Copy out, unchanged, every line from the start of the records to the line that contains "self.velocity.push(Vec2::zeros());", and stop there.

------ THE DATA

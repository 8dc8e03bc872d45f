use super::Material;
use crate::{Mat2, Scalar, Vec2};

/// All of the particle data, stored column-wise: position, velocity, the
/// affine velocity matrix, deformation state, material. Particles are created
/// once during seeding and never destroyed.
#[derive(Default)]
pub struct MpmParticles {
    pub mass: Vec<Scalar>,
    pub position: Vec<Vec2>,
    pub velocity: Vec<Vec2>,
    /// The local affine velocity field (APIC's C matrix).
    pub affine_velocity: Vec<Mat2>,
    pub deformation_gradient: Vec<Mat2>,
    /// Accumulated plastic volume ratio (Jp). Stays 1 for everything but snow.
    pub plastic_ratio: Vec<Scalar>,
    pub material: Vec<Material>,
}

impl MpmParticles {
    /// Adds a new particle at rest: identity deformation gradient, zero
    /// velocity, no accumulated plasticity.
    pub(crate) fn add_particle(&mut self, mass: Scalar, position: Vec2, material: Material) {
        self.mass.push(mass);
        self.position.push(position);
        self.velocity.push(Vec2::zeros());
        self.affine_velocity.push(Mat2::zeros());
        self.deformation_gradient.push(Mat2::identity());
        self.plastic_ratio.push(1.);
        self.material.push(material);
    }

    pub fn len(&self) -> usize {
        self.position.len()
    }

    pub fn total_mass(&self) -> Scalar {
        self.mass.iter().sum()
    }

    pub fn total_momentum(&self) -> Vec2 {
        self.mass
            .iter()
            .zip(&self.velocity)
            .map(|(&m, v)| m * v)
            .sum()
    }

    /// The divergence check run between substeps: a non-finite particle state
    /// or a degenerate deformation gradient means the integration has blown
    /// up, and continuing would just smear NaNs over the whole domain.
    /// Reports the first offending particle.
    pub fn validate(&self) -> eyre::Result<()> {
        for p in 0..self.len() {
            let finite = self.position[p].iter().all(|x| x.is_finite())
                && self.velocity[p].iter().all(|x| x.is_finite())
                && self.deformation_gradient[p].iter().all(|x| x.is_finite())
                && self.plastic_ratio[p].is_finite();

            if !finite {
                eyre::bail!(
                    "non-finite state on particle {} ({:?}): position {:?}, velocity {:?}",
                    p,
                    self.material[p],
                    self.position[p],
                    self.velocity[p],
                );
            }

            let det = self.deformation_gradient[p].determinant();
            if det <= 0. {
                eyre::bail!(
                    "degenerate deformation gradient on particle {} ({:?}): det F = {}",
                    p,
                    self.material[p],
                    det,
                );
            }
        }

        Ok(())
    }
}

#[cfg(test)]
mod tests {
    use super::*;

    #[test]
    fn new_particles_are_at_rest() {
        let mut particles = MpmParticles::default();
        particles.add_particle(1., Vec2::new(0.5, 0.5), Material::Jelly);

        assert_eq!(particles.len(), 1);
        assert_eq!(particles.velocity[0], Vec2::zeros());
        assert_eq!(particles.deformation_gradient[0], Mat2::identity());
        assert_eq!(particles.plastic_ratio[0], 1.);
        assert!(particles.validate().is_ok());
    }

    #[test]
    fn validate_reports_the_offending_particle() {
        let mut particles = MpmParticles::default();
        particles.add_particle(1., Vec2::new(0.4, 0.4), Material::Fluid);
        particles.add_particle(1., Vec2::new(0.6, 0.6), Material::Snow);
        particles.velocity[1] = Vec2::new(Scalar::NAN, 0.);

        let err = particles.validate().unwrap_err().to_string();
        assert!(err.contains("particle 1"), "{}", err);
        assert!(err.contains("Snow"), "{}", err);
    }

    #[test]
    fn validate_rejects_inverted_elements() {
        let mut particles = MpmParticles::default();
        particles.add_particle(1., Vec2::new(0.4, 0.4), Material::Jelly);
        particles.deformation_gradient[0] = Mat2::new(1., 0., 0., -0.5);

        let err = particles.validate().unwrap_err().to_string();
        assert!(err.contains("det F"), "{}", err);
    }
}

------------

### ANSWER SECTION
repository 8dc8e03bc872d45f
use super::Material;
use crate::{Mat2, Scalar, Vec2};

/// All of the particle data, stored column-wise: position, velocity, the
/// affine velocity matrix, deformation state, material. Particles are created
/// once during seeding and never destroyed.
#[derive(Default)]
pub struct MpmParticles {
    pub mass: Vec<Scalar>,
    pub position: Vec<Vec2>,
    pub velocity: Vec<Vec2>,
    /// The local affine velocity field (APIC's C matrix).
    pub affine_velocity: Vec<Mat2>,
    pub deformation_gradient: Vec<Mat2>,
    /// Accumulated plastic volume ratio (Jp). Stays 1 for everything but snow.
    pub plastic_ratio: Vec<Scalar>,
    pub material: Vec<Material>,
}

impl MpmParticles {
    /// Adds a new particle at rest: identity deformation gradient, zero
    /// velocity, no accumulated plasticity.
    pub(crate) fn add_particle(&mut self, mass: Scalar, position: Vec2, material: Material) {
        self.mass.push(mass);
        self.position.push(position);
        self.velocity.push(Vec2::zeros());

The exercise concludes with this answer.